As the dance wound down, I found myself chatting with a Placer County Sheriff deputy. We joked about this duty being slightly worse than patrolling in the car, because of the music. "At least in my car, I get to choose what I listen to!" Another deputy approached, and I glanced at him, thinking he looked vaguely familiar. He had a name badge that read R. Jensen. Then the guy I'd been talking to said, "Hey, Reg!" I looked again, and thought, "Heh...nah."

Reg mentioned he was going to get going, as he was off for the night. As he walked away, I looked at his colleague, and asked, "Is this, by any chance, a second career for him?"

I received a "look," and, "Yeah..."

"He was a teacher."

A big grin. "Yeah, he was!"

"Oh, my God! He was my teacher!

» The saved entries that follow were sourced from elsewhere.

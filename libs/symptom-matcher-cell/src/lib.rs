pub mod handlers;
pub mod models;
pub mod router;
pub mod services;

pub use models::*;
pub use router::symptom_routes;
pub use services::{match_symptoms, recommend};
use std::sync::Arc;

use axum::{extract::State, Json};
use serde_json::{json, Value};
use tracing::debug;

use doctor_cell::DoctorDirectory;
use shared_config::AppConfig;
use shared_models::error::AppError;

use crate::models::{MatchResult, Recommendation, SymptomRequest};
use crate::services::{keyword_groups, match_symptoms, recommend};

#[derive(Clone)]
pub struct SymptomState {
    pub config: Arc<AppConfig>,
    pub directory: Arc<DoctorDirectory>,
}

fn ensure_within_limit(config: &AppConfig, symptoms: &str) -> Result<(), AppError> {
    let limit = config.max_symptom_chars;
    if symptoms.chars().nth(limit).is_some() {
        return Err(AppError::ValidationError(format!(
            "Symptom description is limited to {} characters",
            limit
        )));
    }
    Ok(())
}

#[axum::debug_handler]
pub async fn match_symptoms_handler(
    State(state): State<SymptomState>,
    Json(request): Json<SymptomRequest>,
) -> Result<Json<MatchResult>, AppError> {
    ensure_within_limit(&state.config, &request.symptoms)?;

    let result = match_symptoms(&request.symptoms);
    debug!(
        "Symptoms matched {} with {} keywords",
        result.recommended_specialty,
        result.matched_keywords.len()
    );

    Ok(Json(result))
}

#[axum::debug_handler]
pub async fn recommend_doctors(
    State(state): State<SymptomState>,
    Json(request): Json<SymptomRequest>,
) -> Result<Json<Recommendation>, AppError> {
    ensure_within_limit(&state.config, &request.symptoms)?;

    Ok(Json(recommend(&request.symptoms, &state.directory)))
}

#[axum::debug_handler]
pub async fn list_keywords() -> Json<Value> {
    Json(json!({
        "specialties": keyword_groups()
    }))
}
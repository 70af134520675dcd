use std::fmt;

use serde::{Deserialize, Serialize};

use doctor_cell::Doctor;
use shared_models::Specialty;

pub const EMPTY_INPUT_REASON: &str = "Please describe your symptoms for a better match.";
pub const NO_MATCH_REASON: &str =
    "No specific specialty match found. A General Physician can help assess your symptoms.";

#[derive(Debug, Clone, Copy, PartialEq, Eq, Serialize, Deserialize)]
pub enum MatchLevel {
    High,
    Medium,
    Low,
}

impl MatchLevel {
    /// 3+ hits is High, 2 is Medium, anything less is Low.
    pub fn from_count(count: usize) -> Self {
        match count {
            0 | 1 => MatchLevel::Low,
            2 => MatchLevel::Medium,
            _ => MatchLevel::High,
        }
    }
}

impl fmt::Display for MatchLevel {
    fn fmt(&self, f: &mut fmt::Formatter<'_>) -> fmt::Result {
        match self {
            MatchLevel::High => write!(f, "High"),
            MatchLevel::Medium => write!(f, "Medium"),
            MatchLevel::Low => write!(f, "Low"),
        }
    }
}

#[derive(Debug, Clone, PartialEq, Eq, Serialize, Deserialize)]
#[serde(rename_all = "camelCase")]
pub struct MatchResult {
    pub match_level: MatchLevel,
    pub recommended_specialty: Specialty,
    pub reason: String,
    pub matched_keywords: Vec<String>,
}

impl MatchResult {
    pub fn empty_input() -> Self {
        Self {
            match_level: MatchLevel::Low,
            recommended_specialty: Specialty::GeneralPhysician,
            reason: EMPTY_INPUT_REASON.to_string(),
            matched_keywords: Vec::new(),
        }
    }

    pub fn no_match() -> Self {
        Self {
            match_level: MatchLevel::Low,
            recommended_specialty: Specialty::GeneralPhysician,
            reason: NO_MATCH_REASON.to_string(),
            matched_keywords: Vec::new(),
        }
    }
}

#[derive(Debug, Clone, Deserialize)]
pub struct SymptomRequest {
    pub symptoms: String,
}

#[derive(Debug, Clone, Serialize)]
pub struct Recommendation {
    #[serde(rename = "match")]
    pub match_result: MatchResult,
    pub doctors: Vec<Doctor>,
}

#[derive(Debug, Clone, Serialize)]
pub struct KeywordGroup {
    pub specialty: Specialty,
    pub keywords: &'static [&'static str],
}
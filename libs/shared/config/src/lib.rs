use std::env;
use std::net::{IpAddr, Ipv4Addr, SocketAddr};
use std::path::PathBuf;
use std::str::FromStr;

use tracing::warn;

pub const DEFAULT_APPOINTMENTS_KEY: &str = "appointments";
pub const DEFAULT_MAX_SYMPTOM_CHARS: usize = 2000;

#[derive(Debug, Clone, Copy, PartialEq, Eq)]
pub enum StorageBackend {
    Memory,
    File,
    Redis,
}

impl FromStr for StorageBackend {
    type Err = String;

    fn from_str(s: &str) -> Result<Self, Self::Err> {
        match s.trim().to_lowercase().as_str() {
            "memory" => Ok(StorageBackend::Memory),
            "file" => Ok(StorageBackend::File),
            "redis" => Ok(StorageBackend::Redis),
            other => Err(format!("unknown storage backend: {}", other)),
        }
    }
}

#[derive(Debug, Clone)]
pub struct AppConfig {
    pub server_host: IpAddr,
    pub server_port: u16,
    pub storage_backend: StorageBackend,
    pub storage_dir: PathBuf,
    pub redis_url: Option<String>,
    pub appointments_key: String,
    pub doctor_roster_path: Option<PathBuf>,
    pub max_symptom_chars: usize,
}

impl Default for AppConfig {
    fn default() -> Self {
        Self {
            server_host: IpAddr::V4(Ipv4Addr::UNSPECIFIED),
            server_port: 3000,
            storage_backend: StorageBackend::File,
            storage_dir: PathBuf::from("./data"),
            redis_url: None,
            appointments_key: DEFAULT_APPOINTMENTS_KEY.to_string(),
            doctor_roster_path: None,
            max_symptom_chars: DEFAULT_MAX_SYMPTOM_CHARS,
        }
    }
}

impl AppConfig {
    pub fn from_env() -> Self {
        let defaults = Self::default();

        let config = Self {
            server_host: parse_var("SERVER_HOST", defaults.server_host),
            server_port: parse_var("SERVER_PORT", defaults.server_port),
            storage_backend: parse_var("STORAGE_BACKEND", defaults.storage_backend),
            storage_dir: env::var("STORAGE_DIR")
                .map(PathBuf::from)
                .unwrap_or_else(|_| {
                    warn!("STORAGE_DIR not set, using default");
                    defaults.storage_dir.clone()
                }),
            redis_url: env::var("REDIS_URL").ok(),
            appointments_key: env::var("APPOINTMENTS_KEY")
                .unwrap_or_else(|_| defaults.appointments_key.clone()),
            doctor_roster_path: env::var("DOCTOR_ROSTER_PATH").ok().map(PathBuf::from),
            max_symptom_chars: parse_var("MAX_SYMPTOM_CHARS", defaults.max_symptom_chars),
        };

        if !config.is_storage_configured() {
            warn!("Redis storage selected but REDIS_URL is not set");
        }

        config
    }

    pub fn bind_addr(&self) -> SocketAddr {
        SocketAddr::new(self.server_host, self.server_port)
    }

    pub fn is_storage_configured(&self) -> bool {
        match self.storage_backend {
            StorageBackend::Redis => self.redis_url.as_deref().is_some_and(|url| !url.is_empty()),
            StorageBackend::Memory | StorageBackend::File => true,
        }
    }
}

fn parse_var<T>(name: &str, default: T) -> T
where
    T: FromStr + std::fmt::Debug,
{
    match env::var(name) {
        Ok(raw) => raw.parse().unwrap_or_else(|_| {
            warn!("{} has invalid value {:?}, using default {:?}", name, raw, default);
            default
        }),
        Err(_) => {
            warn!("{} not set, using default {:?}", name, default);
            default
        }
    }
}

Chemistry, junior year, Folsom High!"

The deputy laughed. "You've got to go tell him!"

So I ran after Mr. Jensen, my junior year chemistry teacher. He heard my footfalls and turned to find me jogging his way, calling out, "You were my teacher!!" A huge grin spread across his face. "I thought you looked familiar!" He vaguely remembered me (after all, I took his class in 1995 and he had a TON of students), and we spoke for a few minutes about my memories from his class ("You used to take us outside and blow things up in the garbage can!") and how the year I had his class, his home was flooded in a huge rain storm and they had to raise the foundation.

I'm still smiling. I know he probably didn't remember me very well; after all, I was dismal at chemistry (though I pulled decent grades because I did the work and tried hard). But I remembered him, and I know, as a teacher, it's nice to know you had a somewhat positive effect on a student's life. I was so proud to tell him, "I'm a teacher now! Choir!"

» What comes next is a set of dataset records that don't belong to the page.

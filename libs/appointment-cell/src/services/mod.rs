pub mod booking;
pub mod schedule;
pub mod store;

pub use booking::{generate_appointment_id, validate_request, BookingService, ValidatedBooking};
pub use schedule::group_by_date;
pub use store::AppointmentStore;
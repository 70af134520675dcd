use std::sync::Arc;

use axum::{routing::get, Router};

use appointment_cell::{appointment_routes, AppointmentStore};
use doctor_cell::{doctor_routes, DoctorDirectory};
use shared_config::AppConfig;
use symptom_matcher_cell::symptom_routes;

pub fn create_router(
    config: Arc<AppConfig>,
    directory: Arc<DoctorDirectory>,
    store: Arc<AppointmentStore>,
) -> Router {
    Router::new()
        .route("/", get(|| async { "Clinic browse API is running!" }))
        .nest("/doctors", doctor_routes(directory.clone()))
        .nest("/symptoms", symptom_routes(config, directory.clone()))
        .nest("/appointments", appointment_routes(directory, store))
}

#[cfg(test)]
mod tests {
    use super::*;

    use axum::{
        body::Body,
        http::{header, Request, StatusCode},
    };
    use shared_database::MemoryStore;
    use tower::ServiceExt;

    async fn app() -> Router {
        let directory = Arc::new(DoctorDirectory::builtin().unwrap());
        let store = AppointmentStore::load(Arc::new(MemoryStore::new()), "appointments").await;
        create_router(Arc::new(AppConfig::default()), directory, Arc::new(store))
    }

    async fn body_json(response: axum::response::Response) -> serde_json::Value {
        let bytes = axum::body::to_bytes(response.into_body(), usize::MAX).await.unwrap();
        serde_json::from_slice(&bytes).unwrap()
    }

    #[tokio::test]
    async fn test_root_health() {
        let response = app()
            .await
            .oneshot(Request::builder().uri("/").body(Body::empty()).unwrap())
            .await
            .unwrap();
        assert_eq!(response.status(), StatusCode::OK);
    }

    #[tokio::test]
    async fn test_recommend_then_book() {
        let app = app().await;

        let request = Request::builder()
            .method("POST")
            .uri("/symptoms/recommend")
            .header(header::CONTENT_TYPE, "application/json")
            .body(Body::from(r#"{"symptoms":"itchy rash on my skin"}"#))
            .unwrap();
        let json = body_json(app.clone().oneshot(request).await.unwrap()).await;
        assert_eq!(json["match"]["recommendedSpecialty"], "Dermatologist");
        let doctor_id = json["doctors"][0]["id"].as_str().unwrap().to_string();
        let slot = json["doctors"][0]["availableSlots"][0].as_str().unwrap().to_string();
        let (date, time) = slot.split_once(' ').unwrap();

        let booking = serde_json::json!({
            "doctorId": doctor_id,
            "date": date,
            "timeSlot": time,
            "patientName": "Ravi Kumar"
        });
        let request = Request::builder()
            .method("POST")
            .uri("/appointments")
            .header(header::CONTENT_TYPE, "application/json")
            .body(Body::from(booking.to_string()))
            .unwrap();
        let response = app.clone().oneshot(request).await.unwrap();
        assert_eq!(response.status(), StatusCode::CREATED);

        let request = Request::builder().uri(format!("/doctors/{}", doctor_id)).body(Body::empty()).unwrap();
        let response = app.oneshot(request).await.unwrap();
        assert_eq!(response.status(), StatusCode::OK);
    }
}
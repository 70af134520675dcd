use std::collections::HashMap;

use async_trait::async_trait;
use tokio::sync::RwLock;

use crate::store::{validate_key, KeyValueStore, StorageError};

#[derive(Debug, Default)]
pub struct MemoryStore {
    entries: RwLock<HashMap<String, String>>,
}

impl MemoryStore {
    pub fn new() -> Self {
        Self::default()
    }

    /// Pre-populate entries, e.g. to simulate previously persisted data.
    pub fn with_entries<I, K, V>(entries: I) -> Self
    where
        I: IntoIterator<Item = (K, V)>,
        K: Into<String>,
        V: Into<String>,
    {
        Self {
            entries: RwLock::new(
                entries
                    .into_iter()
                    .map(|(k, v)| (k.into(), v.into()))
                    .collect(),
            ),
        }
    }
}

#[async_trait]
impl KeyValueStore for MemoryStore {
    async fn get(&self, key: &str) -> Result<Option<String>, StorageError> {
        validate_key(key)?;
        Ok(self.entries.read().await.get(key).cloned())
    }

    async fn set(&self, key: &str, value: &str) -> Result<(), StorageError> {
        validate_key(key)?;
        self.entries
            .write()
            .await
            .insert(key.to_string(), value.to_string());
        Ok(())
    }

    async fn remove(&self, key: &str) -> Result<(), StorageError> {
        validate_key(key)?;
        self.entries.write().await.remove(key);
        Ok(())
    }

    fn backend_name(&self) -> &'static str {
        "memory"
    }
}
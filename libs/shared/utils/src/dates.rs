use chrono::{Duration, NaiveDate, NaiveTime};

pub const DATE_FORMAT: &str = "%Y-%m-%d";
pub const TIME_FORMAT: &str = "%H:%M";

pub fn parse_date(value: &str) -> Option<NaiveDate> {
    NaiveDate::parse_from_str(value.trim(), DATE_FORMAT).ok()
}

pub fn parse_time(value: &str) -> Option<NaiveTime> {
    NaiveTime::parse_from_str(value.trim(), TIME_FORMAT).ok()
}

pub fn format_date(date: NaiveDate) -> String {
    date.format(DATE_FORMAT).to_string()
}

/// Split a `"yyyy-MM-dd HH:mm"` slot on its first space.
pub fn split_slot(slot: &str) -> Option<(&str, &str)> {
    slot.split_once(' ')
}

/// Heading for a calendar day: "Today", "Tomorrow" or e.g. "Tuesday, November 25, 2025".
/// Strings that are not `yyyy-MM-dd` come back unchanged.
pub fn day_label(date: &str, today: NaiveDate) -> String {
    match parse_date(date) {
        Some(day) if day == today => "Today".to_string(),
        Some(day) if Some(day) == today.checked_add_signed(Duration::days(1)) => {
            "Tomorrow".to_string()
        }
        Some(day) => day.format("%A, %B %-d, %Y").to_string(),
        None => date.to_string(),
    }
}

/// Strictly before `today`; unparsable dates are never past.
pub fn is_past(date: &str, today: NaiveDate) -> bool {
    parse_date(date).is_some_and(|day| day < today)
}

pub fn is_today(date: &str, today: NaiveDate) -> bool {
    parse_date(date).is_some_and(|day| day == today)
}
use std::io::ErrorKind;
use std::path::{Path, PathBuf};

use async_trait::async_trait;
use tokio::fs;
use tracing::debug;

use crate::store::{validate_key, KeyValueStore, StorageError};

/// One file per key under a root directory.
pub struct FileStore {
    root: PathBuf,
}

impl FileStore {
    pub async fn open(root: impl Into<PathBuf>) -> Result<Self, StorageError> {
        let root = root.into();
        fs::create_dir_all(&root).await?;
        debug!("File store opened at {}", root.display());
        Ok(Self { root })
    }

    pub fn root(&self) -> &Path {
        &self.root
    }

    fn path_for(&self, key: &str) -> PathBuf {
        let file_name: String = key
            .chars()
            .map(|c| if c.is_ascii_alphanumeric() || c == '-' || c == '_' { c } else { '_' })
            .collect();
        self.root.join(format!("{}.json", file_name))
    }
}

#[async_trait]
impl KeyValueStore for FileStore {
    async fn get(&self, key: &str) -> Result<Option<String>, StorageError> {
        validate_key(key)?;
        match fs::read_to_string(self.path_for(key)).await {
            Ok(contents) => Ok(Some(contents)),
            Err(e) if e.kind() == ErrorKind::NotFound => Ok(None),
            Err(e) => Err(e.into()),
        }
    }

    async fn set(&self, key: &str, value: &str) -> Result<(), StorageError> {
        validate_key(key)?;
        let path = self.path_for(key);
        let tmp = path.with_extension("json.tmp");

        // atomic replace
        fs::write(&tmp, value).await?;
        fs::rename(&tmp, &path).await?;

        debug!("Wrote {} bytes to {}", value.len(), path.display());
        Ok(())
    }

    async fn remove(&self, key: &str) -> Result<(), StorageError> {
        validate_key(key)?;
        match fs::remove_file(self.path_for(key)).await {
            Ok(()) => Ok(()),
            Err(e) if e.kind() == ErrorKind::NotFound => Ok(()),
            Err(e) => Err(e.into()),
        }
    }

    fn backend_name(&self) -> &'static str {
        "file"
    }
}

It was a very late night for me; I didn't get home 'til a little after midnight, but I was up early-ish on Saturday for more fun. Summer and I arranged, a few months ago, to make this weekend our annual trip to wine country...but this time instead of just spending a day, we'd spend the night. So we met up in Sonoma, had lunch and a wander, then drove to Petaluma to wander it's adorable downtown, have a marvelous Indian dinner (and a glass of wine for me!), before spending the night at a "meh" hotel (you get what you pay for).

Some pics (taken with my Canon, not my phone) of the historic district in Petaluma:

Great old sign.

Add caption

I love these old buildings.


Santa threw up in here.

Random artwork in a random alley that was lined with tattoo places and a
sex shop.

Petaluma Pie Company.
 This morning, we went to Planet Beach, where Summer's friend works. We both got a hydro-derma therapy treatment (lie, nude, in a pod-like "steam room" with your head out--it was marvelous), red light treatment (NOT tanning, just a NASA-developed lighting thing that helped keep plants alive in space and helps skin cells rejuvenate), and a light facial (done while sitting in a massage chair that I swear was doing untoward things to me). My skin feels great tonight.

After the spa, we went our separate ways, and I drove two hours home in time to catch the 2nd quarter of the 49ers game. I'm completely knackered tonight, but in good spirits and rocking some soft skin.